« Eguer les peilles »

 

 

Dans mon enfance, après le labour, on hersait le terrain en trois fois : une première fois avec la grosse herse triangulaire dont les couteaux attaquaient la crête des sillons, une deuxième fois avec« la griffe »= un engin que d’autres appellent « étripateur canadien », qui remuait plus profondément le sol, venait ensuite le temps de la semaille : mon grand-père, puis plus tard mon père(c’était la prérogative du Maître) déterminait des couloirs à l’aide de jalons de noisetiers, puis il accrochait à son épaule « le sac semeneau » espèce de sac en forme de croissant à bretelle qu’il remplissait de grains de semence et qu’il allait jeter le plus régulièrement possible :un aller retour dans chaque couloir …. Gare à celui qui aurait mal réparti le grain : en levant, cela se serait vu comme le nez au milieu de la figure et tout le monde se serait moqué de lui !  

Pour enterrer les graines, on passait « la petite herse », outil léger qui recouvrait les graines d’une mince couche de terre.

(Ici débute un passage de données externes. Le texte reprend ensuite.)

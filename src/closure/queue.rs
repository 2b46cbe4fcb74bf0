use std::collections::{HashSet, VecDeque};
use tracing::debug;

use super::{fresh_seeds, Closure};
use crate::basics::Class;
use crate::error::Result;
use crate::poset::{ClassPoset, RelationMatrix};

/// Merges pending classes one at a time into the closure built so far,
/// queueing each new intersection as another pending class.
pub struct QueueClosure {}

impl Closure for QueueClosure {
  fn close<M: RelationMatrix>(poset: &mut ClassPoset<M>, seeds: Option<Vec<Class>>) -> Result<usize> {
    let (mut closed, mut pending): (Vec<Class>, VecDeque<Class>) = match seeds {
      None => (vec![poset.alphabet().clone()], poset.classes().iter().skip(1).cloned().collect()),
      Some(seeds) => (poset.classes().to_vec(), fresh_seeds(poset, seeds)?.into()),
    };
    let mut known = closed.iter().cloned().collect::<HashSet<_>>();

    while let Some(class) = pending.pop_front() {
      if known.contains(&class) {
        continue;
      }
      for other in closed.iter() {
        if class.is_comparable(other) {
          continue;
        }
        let meet = class.intersection(other);
        if !meet.is_empty() && !known.contains(&meet) {
          pending.push_back(meet);
        }
      }
      known.insert(class.clone());
      closed.push(class);
    }

    let found = closed.into_iter().filter(|c| !poset.contains(c)).collect::<Vec<_>>();
    let added = poset.add_classes(found)?.len();
    debug!("queue closure added {} classes", added);
    Ok(added)
  }
}
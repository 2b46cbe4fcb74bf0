use anyhow::Context;
use clap::Parser;
use featurize::basics::Class;
use featurize::feature_table::FeatureTable;
use std::path::PathBuf;
use tracing::info;

/// Natural classes of a feature table.
#[derive(Parser, Debug)]
#[command(author, version, about, long_about = None)]
struct Args {
  /// the feature table: a header of feature names, then one row per segment
  feature_file: PathBuf,

  /// comma-separated segments to describe, e.g. `b,d,g`
  #[arg(long)]
  describe: Option<String>,

  /// a descriptor to resolve, e.g. `+son,-cons`
  #[arg(long, allow_hyphen_values = true)]
  extension: Option<String>,

  /// list the natural classes containing this segment
  #[arg(long)]
  segment: Option<String>,

  /// print the natural classes as a class list for `featurize`
  #[arg(long, action)]
  class_list: bool,

  #[arg(long, short, action)]
  verbose: bool,
}

fn main() -> anyhow::Result<()> {
  let args = Args::parse();
  featurize::init_logging(args.verbose);
  let table =
    FeatureTable::read(&args.feature_file).with_context(|| format!("reading {}", args.feature_file.display()))?;
  info!("{} segments, {} features", table.segments().len(), table.features().len());

  if let Some(segments) = &args.describe {
    let class = Class::new(segments.split(',').map(str::trim).filter(|s| !s.is_empty()));
    println!("{}\t[{}]", class, table.describe(&class)?);
  }
  if let Some(descriptor) = &args.extension {
    println!("[{}]\t{}", descriptor, table.extension(descriptor)?);
  }
  if let Some(segment) = &args.segment {
    for class in table.classes_containing(segment) {
      println!("{}\t[{}]", class, table.describe(class)?);
    }
  }
  if args.class_list {
    let list = table.class_list();
    println!("{}", list.alphabet.iter().cloned().collect::<Vec<_>>().join(" "));
    for class in &list.classes {
      println!("{}", class.iter().cloned().collect::<Vec<_>>().join(" "));
    }
  }
  if args.describe.is_none() && args.extension.is_none() && args.segment.is_none() && !args.class_list {
    for class in table.natural_classes() {
      println!("[{}]\t{}", table.describe(class)?, class);
    }
  }
  Ok(())
}
mod pairs;
pub use pairs::*;
mod queue;
pub use queue::*;

use crate::basics::Class;
use crate::error::{Error, Result};
use crate::poset::{ClassPoset, RelationMatrix};

/// Closes a poset under intersection.
pub trait Closure {
  /// With `seeds == None`, closes everything already in the poset. Otherwise
  /// the poset is assumed closed; the seeds are inserted and intersected with
  /// every class. Returns the number of classes added, seeds included.
  fn close<M: RelationMatrix>(poset: &mut ClassPoset<M>, seeds: Option<Vec<Class>>) -> Result<usize>;

  fn extend<M: RelationMatrix>(poset: &mut ClassPoset<M>, classes: Vec<Class>) -> Result<usize> {
    Self::close(poset, Some(classes))
  }
}

/// Seeds that would actually grow the poset, in their given order.
fn fresh_seeds<M: RelationMatrix>(poset: &ClassPoset<M>, seeds: Vec<Class>) -> Result<Vec<Class>> {
  let mut fresh = vec![];
  for seed in seeds {
    if !seed.is_subset(poset.alphabet()) {
      return Err(Error::InvalidInput(format!(
        "class {} is not a subset of the alphabet {}",
        seed,
        poset.alphabet()
      )));
    }
    if !seed.is_empty() && !poset.contains(&seed) && !fresh.contains(&seed) {
      fresh.push(seed);
    }
  }
  Ok(fresh)
}

#[cfg(test)]
mod tests {
  use super::*;
  use crate::poset::{BitMatrix, VecMatrix};
  use itertools::Itertools;
  use std::collections::BTreeSet;

  fn class(segments: &str) -> Class {
    Class::new(segments.split_whitespace())
  }

  fn vowels<M: RelationMatrix>() -> ClassPoset<M> {
    ClassPoset::new(
      class("i y e E a u U o O"),
      [
        "i u y U", "e E o O", "i e E y", "u o a O U", "y E u o", "i e a U O", "i", "u", "e", "o", "a",
        "O", "U", "y", "E",
      ]
      .map(class),
    )
    .unwrap()
  }

  fn brute_force(classes: &[Class]) -> BTreeSet<Class> {
    let mut closed = classes.iter().cloned().collect::<BTreeSet<_>>();
    loop {
      let next = closed
        .iter()
        .tuple_combinations()
        .map(|(x, y)| x.intersection(y))
        .filter(|x| !x.is_empty())
        .collect::<BTreeSet<_>>();
      let before = closed.len();
      closed.extend(next);
      if closed.len() == before {
        return closed;
      }
    }
  }

  fn check_closed<M: RelationMatrix>(poset: &ClassPoset<M>) {
    for (x, y) in poset.classes().iter().tuple_combinations() {
      let meet = x.intersection(y);
      assert!(meet.is_empty() || poset.contains(&meet), "{} ∩ {} missing", x, y);
    }
  }

  fn check_engine<C: Closure, M: RelationMatrix>() {
    let mut poset = vowels::<M>();
    let expected = brute_force(poset.classes());
    let added = C::close(&mut poset, None).unwrap();
    assert_eq!(added, expected.len() - 15 - 1);
    assert_eq!(poset.classes().iter().cloned().collect::<BTreeSet<_>>(), expected);
    check_closed(&poset);
    assert_eq!(C::close(&mut poset, None).unwrap(), 0);
  }

  #[test]
  fn pair_closure_matches_brute_force() {
    check_engine::<PairClosure, BitMatrix>();
    check_engine::<PairClosure, VecMatrix>();
  }

  #[test]
  fn queue_closure_matches_brute_force() {
    check_engine::<QueueClosure, BitMatrix>();
    check_engine::<QueueClosure, VecMatrix>();
  }

  #[test]
  fn empty_intersections_are_pruned() {
    let mut poset: ClassPoset = ClassPoset::new(class("R D T"), [class("R"), class("R D")]).unwrap();
    assert_eq!(PairClosure::close(&mut poset, None).unwrap(), 0);
    let classes = poset.classes().iter().cloned().collect::<BTreeSet<_>>();
    assert_eq!(classes, BTreeSet::from([class("R D T"), class("R D"), class("R")]));

    let mut poset: ClassPoset = ClassPoset::new(class("a b c"), [class("a"), class("b")]).unwrap();
    assert_eq!(QueueClosure::close(&mut poset, None).unwrap(), 0);
    assert!(poset.classes().iter().all(|c| !c.is_empty()));
  }

  #[test]
  fn seeds_extend_a_closed_poset() {
    for use_queue in [false, true] {
      let mut poset: ClassPoset =
        ClassPoset::new(class("a b c d e"), ["a b c d", "a b c", "d e"].map(class)).unwrap();
      PairClosure::close(&mut poset, None).unwrap();
      assert_eq!(poset.len(), 5);
      let seeds = vec![class("b c d e")];
      let added = if use_queue {
        QueueClosure::extend(&mut poset, seeds).unwrap()
      } else {
        PairClosure::extend(&mut poset, seeds).unwrap()
      };
      // the seed, {b, c, d} and {b, c}
      assert_eq!(added, 3);
      assert!(poset.contains(&class("b c d")));
      assert!(poset.contains(&class("b c")));
      check_closed(&poset);
    }
  }

  #[test]
  fn seeds_must_fit_the_alphabet() {
    let mut poset: ClassPoset = ClassPoset::new(class("a b"), [class("a")]).unwrap();
    assert!(PairClosure::extend(&mut poset, vec![class("c")]).is_err());
    assert!(QueueClosure::extend(&mut poset, vec![class("a c")]).is_err());
    assert_eq!(PairClosure::extend(&mut poset, vec![class("a")]).unwrap(), 0);
  }
}
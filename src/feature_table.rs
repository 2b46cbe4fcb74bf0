use itertools::Itertools;
use std::collections::{BTreeMap, HashMap};
use std::path::Path;
use std::str::FromStr;
use tracing::debug;

use crate::basics::{Class, FeatureValue, Segment, Value};
use crate::error::{Error, Result};
use crate::input::ClassList;

/// A segment-by-feature table of `+`, `-` and `0` values, and the natural
/// classes it defines.
///
/// The text form is a header row of feature names, then one row per segment:
/// the segment followed by its values, either one cell per value or run
/// together (`+-0`). A natural class is the extension of a conjunction of
/// `+`/`-` values; `0` never matches. Feature indices in [`FeatureValue`]s
/// are columns of the table, counted from zero.
#[derive(Debug, Clone)]
pub struct FeatureTable {
  features: Vec<String>,
  segments: Vec<Segment>,
  values: BTreeMap<Segment, Vec<Value>>,
  /// In discovery order, each with the first conjunction found for it.
  natural_classes: Vec<(Class, Vec<FeatureValue>)>,
  index: HashMap<Class, usize>,
}

impl FeatureTable {
  pub fn parse(text: &str) -> Result<Self> {
    let mut lines = text.lines().filter(|line| !line.trim().is_empty());
    let features = lines
      .next()
      .ok_or_else(|| Error::InvalidInput("the feature table has no header row".into()))?
      .split_whitespace()
      .map(String::from)
      .collect_vec();
    if features.is_empty() {
      return Err(Error::InvalidInput("the feature table names no features".into()));
    }

    let mut segments = vec![];
    let mut values = BTreeMap::new();
    for line in lines {
      let mut cells = line.split_whitespace();
      let Some(segment) = cells.next() else { continue };
      let row = cells
        .flat_map(|cell| cell.chars())
        .map(|symbol| {
          Value::from_symbol(symbol)
            .ok_or_else(|| Error::InvalidInput(format!("segment {} has invalid value '{}'", segment, symbol)))
        })
        .collect::<Result<Vec<_>>>()?;
      if row.len() != features.len() {
        return Err(Error::InvalidInput(format!(
          "segment {} has {} values for {} features",
          segment,
          row.len(),
          features.len()
        )));
      }
      if values.insert(segment.to_string(), row).is_some() {
        return Err(Error::InvalidInput(format!("segment {} is listed twice", segment)));
      }
      segments.push(segment.to_string());
    }
    if segments.is_empty() {
      return Err(Error::InvalidInput("the feature table lists no segments".into()));
    }

    let mut table = FeatureTable {
      features,
      segments,
      values,
      natural_classes: vec![],
      index: HashMap::new(),
    };
    table.enumerate();
    Ok(table)
  }

  pub fn read(path: impl AsRef<Path>) -> Result<Self> {
    Self::parse(&std::fs::read_to_string(path)?)
  }

  /// Level-wise search over conjunctions with strictly increasing feature
  /// indices. A conjunction whose extension is empty or already known is
  /// not extended further.
  fn enumerate(&mut self) {
    let n = self.features.len();
    let values: [fn(usize) -> FeatureValue; 2] = [FeatureValue::plus, FeatureValue::minus];
    self.record(self.alphabet(), vec![]);
    let mut next = values.iter().flat_map(|value| (0..n).map(move |i| vec![value(i)])).collect_vec();
    while !next.is_empty() {
      let level = std::mem::take(&mut next);
      for conjunction in level {
        let class = self.extension_of(&conjunction);
        if class.is_empty() || self.index.contains_key(&class) {
          continue;
        }
        let last = conjunction.last().map_or(0, |f| f.feature + 1);
        for value in values {
          next.extend((last..n).map(|i| {
            let mut longer = conjunction.clone();
            longer.push(value(i));
            longer
          }));
        }
        self.record(class, conjunction);
      }
    }
    debug!("{} natural classes over {} features", self.natural_classes.len(), self.features.len());
  }

  fn record(&mut self, class: Class, conjunction: Vec<FeatureValue>) {
    self.index.insert(class.clone(), self.natural_classes.len());
    self.natural_classes.push((class, conjunction));
  }

  fn extension_of(&self, conjunction: &[FeatureValue]) -> Class {
    self
      .segments
      .iter()
      .filter(|s| conjunction.iter().all(|f| self.values[*s][f.feature] == f.value))
      .cloned()
      .collect()
  }

  pub fn features(&self) -> &[String] {
    &self.features
  }
  pub fn segments(&self) -> &[Segment] {
    &self.segments
  }
  pub fn alphabet(&self) -> Class {
    self.segments.iter().cloned().collect()
  }
  pub fn value(&self, segment: &str, feature: usize) -> Option<Value> {
    self.values.get(segment).and_then(|row| row.get(feature)).copied()
  }

  /// Every natural class, the whole inventory first.
  pub fn natural_classes(&self) -> impl Iterator<Item = &Class> + '_ {
    self.natural_classes.iter().map(|(class, _)| class)
  }

  pub fn is_natural(&self, class: &Class) -> bool {
    self.index.contains_key(class)
  }

  /// Reads a descriptor such as `+son,-cons`. Unknown feature names are an
  /// error; an empty descriptor is the empty conjunction.
  pub fn parse_descriptor(&self, descriptor: &str) -> Result<Vec<FeatureValue>> {
    descriptor
      .split(',')
      .map(str::trim)
      .filter(|term| !term.is_empty())
      .map(|term| {
        let mut chars = term.chars();
        let value = chars.next().and_then(Value::from_symbol).filter(|v| *v != Value::Zero);
        let name = chars.as_str();
        let feature = self.features.iter().position(|f| f == name);
        match (value, feature) {
          (Some(value), Some(feature)) => Ok(FeatureValue { feature, value }),
          _ => Err(Error::InvalidInput(format!("invalid feature term '{}'", term))),
        }
      })
      .collect()
  }

  pub fn format_descriptor(&self, conjunction: &[FeatureValue]) -> String {
    conjunction.iter().map(|f| format!("{}{}", f.value, self.features[f.feature])).join(",")
  }

  /// The segments picked out by a descriptor.
  pub fn extension(&self, descriptor: &str) -> Result<Class> {
    Ok(self.extension_of(&self.parse_descriptor(descriptor)?))
  }

  /// The descriptor under which `class` was first found.
  pub fn describe(&self, class: &Class) -> Result<String> {
    let &i = self.index.get(class).ok_or_else(|| Error::NotNatural(class.clone()))?;
    Ok(self.format_descriptor(&self.natural_classes[i].1))
  }

  pub fn classes_containing<'a>(&'a self, segment: &'a str) -> impl Iterator<Item = &'a Class> + 'a {
    self.natural_classes().filter(move |class| class.contains(segment))
  }

  /// The natural classes as featurizer input.
  pub fn class_list(&self) -> ClassList {
    ClassList {
      alphabet: self.alphabet(),
      classes: self.natural_classes().skip(1).cloned().collect(),
    }
  }
}

impl FromStr for FeatureTable {
  type Err = Error;
  fn from_str(s: &str) -> Result<Self> {
    Self::parse(s)
  }
}

#[cfg(test)]
mod tests {
  use super::*;

  const TABLE: &str = "
        son cons voice
    a   +   -    0
    m   +   +    0
    p   -   +    -
    b   -+ +
  ";

  fn class(segments: &str) -> Class {
    Class::new(segments.split_whitespace())
  }

  #[test]
  fn enumerates_distinct_non_empty_classes() {
    let table: FeatureTable = TABLE.parse().unwrap();
    let found = table.natural_classes().map(|c| c.to_string()).collect_vec();
    assert_eq!(
      found,
      vec!["{a, b, m, p}", "{a, m}", "{b, m, p}", "{b}", "{b, p}", "{a}", "{p}", "{m}"]
    );
    assert!(!table.is_natural(&class("a b")));
  }

  #[test]
  fn descriptors_both_ways() {
    let table = FeatureTable::parse(TABLE).unwrap();
    assert_eq!(table.describe(&class("b")).unwrap(), "+voice");
    assert_eq!(table.describe(&class("m")).unwrap(), "+son,+cons");
    assert_eq!(table.describe(&class("a b m p")).unwrap(), "");
    assert!(matches!(table.describe(&class("a b")), Err(Error::NotNatural(_))));
    assert_eq!(table.extension("-son").unwrap(), class("p b"));
    assert_eq!(table.extension(" +son , +cons ").unwrap(), class("m"));
    // 0 never matches
    assert!(table.extension("-voice,+son").unwrap().is_empty());
    assert!(matches!(table.extension("+nasal"), Err(Error::InvalidInput(_))));
    assert!(table.extension("0son").is_err());
  }

  #[test]
  fn classes_of_a_segment() {
    let table = FeatureTable::parse(TABLE).unwrap();
    assert_eq!(table.classes_containing("b").count(), 4);
    assert_eq!(table.value("p", 2), Some(Value::Minus));
    let list = table.class_list();
    assert_eq!(list.alphabet, class("a b m p"));
    assert_eq!(list.classes.len(), 7);
  }

  #[test]
  fn malformed_tables_are_rejected() {
    assert!(FeatureTable::parse("").is_err());
    assert!(FeatureTable::parse("son cons\n").is_err());
    assert!(FeatureTable::parse("son cons\na + \n").is_err());
    assert!(FeatureTable::parse("son\na x\n").is_err());
    assert!(FeatureTable::parse("son\na +\na -\n").is_err());
  }
}
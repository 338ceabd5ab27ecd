//! Computation Graph
//!
//! This module implements the static DAG that an execution runs over, and
//! the analyses performed on it before anything executes.
//!
//! # Overview
//!
//! - Nodes are computation steps with a stable [`NodeId`] and an ordered
//!   list of children (the nodes they read from)
//! - A child may be shared by several parents; it is the same node, not a
//!   copy, so anything computed for it is keyed by its id
//! - A [`Graph`] is everything reachable from one terminal node
//!
//! # Design Decisions
//!
//! 1. Identity is a value type assigned at construction. Nothing relies on
//!    pointer equality, so nodes can be cloned and moved freely.
//!
//! 2. The graph is indexed by node ID for O(1) lookups, and keeps insertion
//!    order so every analysis is deterministic.
//!
//! 3. Analyses (depth, execution order, layout) own their working state and
//!    borrow the graph immutably, so they can run concurrently.

mod dag;
mod depth;
mod layout;
mod node;
mod schedule;

pub use dag::{Graph, GraphBuilder};
pub use depth::{resolve_depths, DepthTable, LEAF_DEPTH};
pub use layout::{Block, BlockKind, Layout};
pub use node::{InputKey, Node, NodeId, NodeKind};
pub use schedule::execution_order;
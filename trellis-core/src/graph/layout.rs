//! Block Layout
//!
//! Arranges the nodes of a graph into numbered blocks for a front end:
//! rows by depth, and within a row in traversal order. Block indices are
//! what fetch requests carry.

use serde::Serialize;

use super::dag::Graph;
use super::depth::DepthTable;
use super::node::NodeId;

/// Whether a block takes user input or shows a computed value.
#[derive(Debug, Clone, Copy, PartialEq, Eq, Serialize)]
#[serde(rename_all = "snake_case")]
pub enum BlockKind {
    Input,
    Output,
}

/// One displayable node.
#[derive(Debug, Clone, PartialEq, Eq, Serialize)]
pub struct Block {
    pub index: usize,
    pub node: NodeId,
    pub label: String,
    pub depth: usize,
    pub kind: BlockKind,
}

/// Depth-ordered blocks for every node of a graph.
#[derive(Debug, Clone, Serialize)]
pub struct Layout {
    blocks: Vec<Block>,
    rows: Vec<Vec<usize>>,
}

impl Layout {
    /// Build the layout from a resolved depth table.
    pub fn new(graph: &Graph, depths: &DepthTable) -> Self {
        let mut blocks = Vec::with_capacity(depths.len());
        let mut rows = Vec::new();

        for (row, level) in depths.levels().into_iter().enumerate() {
            let mut indices = Vec::with_capacity(level.len());
            for id in level {
                let Some(node) = graph.node(id) else {
                    continue;
                };
                let index = blocks.len();
                blocks.push(Block {
                    index,
                    node: id,
                    label: node.label().to_owned(),
                    depth: row + 1,
                    kind: if node.is_input() {
                        BlockKind::Input
                    } else {
                        BlockKind::Output
                    },
                });
                indices.push(index);
            }
            rows.push(indices);
        }

        Self { blocks, rows }
    }

    pub fn block(&self, index: usize) -> Option<&Block> {
        self.blocks.get(index)
    }

    /// Find the block showing a node.
    pub fn block_for(&self, node: NodeId) -> Option<&Block> {
        self.blocks.iter().find(|block| block.node == node)
    }

    pub fn blocks(&self) -> &[Block] {
        &self.blocks
    }

    /// Block indices per depth row, shallowest first.
    pub fn rows(&self) -> &[Vec<usize>] {
        &self.rows
    }

    /// Blocks showing computed values.
    pub fn outputs(&self) -> impl Iterator<Item = &Block> {
        self.blocks
            .iter()
            .filter(|block| block.kind == BlockKind::Output)
    }
}

#[cfg(test)]
mod tests {
    use super::*;
    use crate::graph::{resolve_depths, GraphBuilder};

    #[test]
    fn blocks_follow_depth_rows() {
        let mut builder = GraphBuilder::new();
        let x = builder.arg(0);
        let key = builder.kwarg("key");
        let f = builder.call("f", &[x]).unwrap();
        let model = builder.call("Model", &[f]).unwrap();
        let run = builder.call("Model.run", &[model, key]).unwrap();
        let graph = builder.build(run).unwrap();
        let depths = resolve_depths(&graph).unwrap();

        let layout = Layout::new(&graph, &depths);

        assert_eq!(layout.blocks().len(), 5);
        assert_eq!(layout.rows(), &[vec![0, 1], vec![2], vec![3], vec![4]]);
        assert_eq!(layout.block(0).unwrap().node, x);
        assert_eq!(layout.block(1).unwrap().node, key);
        assert_eq!(layout.block(1).unwrap().kind, BlockKind::Input);
        assert_eq!(layout.block_for(run).unwrap().depth, 4);
        assert_eq!(layout.block_for(f).unwrap().label, "f");
        assert_eq!(
            layout.outputs().map(|b| b.node).collect::<Vec<_>>(),
            vec![f, model, run]
        );
        assert!(layout.block(5).is_none());
    }
}
//! Trellis Core
//!
//! This crate provides the core of the Trellis graph inspector. Given a
//! computation DAG whose nodes may be shared by several parents, it
//! implements:
//!
//! - Stable node identity and an immutable graph model
//! - Depth resolution that merges every path through a shared node
//! - Single execution per trigger with a per-node result cache
//! - Concurrent, non-polling waits for individual node results
//!
//! # Architecture
//!
//! The crate is organized into several modules:
//!
//! - `graph`: Nodes, graphs, depth resolution, execution order and layout
//! - `execution`: Runtime contract, result cache, handles and dispatcher
//! - `session`: Submit/fetch contract used by front ends
//! - `config`: Dispatcher settings
//! - `error`: The crate-wide error type
//!
//! # Example
//!
//! ```rust
//! use serde_json::json;
//! use trellis_core::{
//!     Dispatcher, DispatcherConfig, GraphBuilder, Inputs, LocalRuntime, TriggerId,
//! };
//!
//! # tokio::runtime::Runtime::new().unwrap().block_on(async {
//! let mut builder = GraphBuilder::new();
//! let x = builder.arg(0);
//! let double = builder.call("double", &[x]).unwrap();
//! let graph = builder.build(double).unwrap();
//!
//! let runtime = LocalRuntime::new()
//!     .with_function("double", |args| Ok(json!(args[0].as_i64().unwrap_or(0) * 2)));
//! let dispatcher = Dispatcher::new(graph, runtime, DispatcherConfig::default()).unwrap();
//!
//! let run = dispatcher.submit(TriggerId::new(1), Inputs::new().arg(21)).unwrap();
//! assert_eq!(dispatcher.result_for(&run, double).await.unwrap(), json!(42));
//! # });
//! ```

pub mod config;
pub mod error;
pub mod execution;
pub mod graph;
pub mod session;

pub use config::DispatcherConfig;
pub use error::{Error, Result};
pub use execution::{
    Dispatcher, ExecutionHandle, ExecutionRuntime, Inputs, LocalRuntime, RunEvent, RunId,
    RunState, TriggerId, Value,
};
pub use graph::{resolve_depths, DepthTable, Graph, GraphBuilder, Layout, Node, NodeId, NodeKind};
pub use session::{FetchRequest, FetchResponse, Session, SubmitRequest};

C’est à ce moment-là que ma mère, au temps où elle était valide, intervenait :il n’était pas question pour elle que le terrain emblavé laisse apparaître ici et là des touffes d’herbe qui auraient résisté aux hersages. Armée d’un trident, elle parcourait le labour pour retourner face contre terre toutes ces « peilles »(mottes) insolentes. On appelait ça « éguer les peilles » (répartir les mottes)

2 Réponses à “« Eguer les peilles »”

  1. mireille dit :

    J’imagine les couleurs, l’odeur de la terre, les bruits…Un vrai voyage! Merci Gérard

  2. 010446g dit :

    Ce texte fait partie de ceux que j’ai écrit en pensant à mes petits-enfants ou arrière, s’ils ont envie de connaître un monde …dépassé.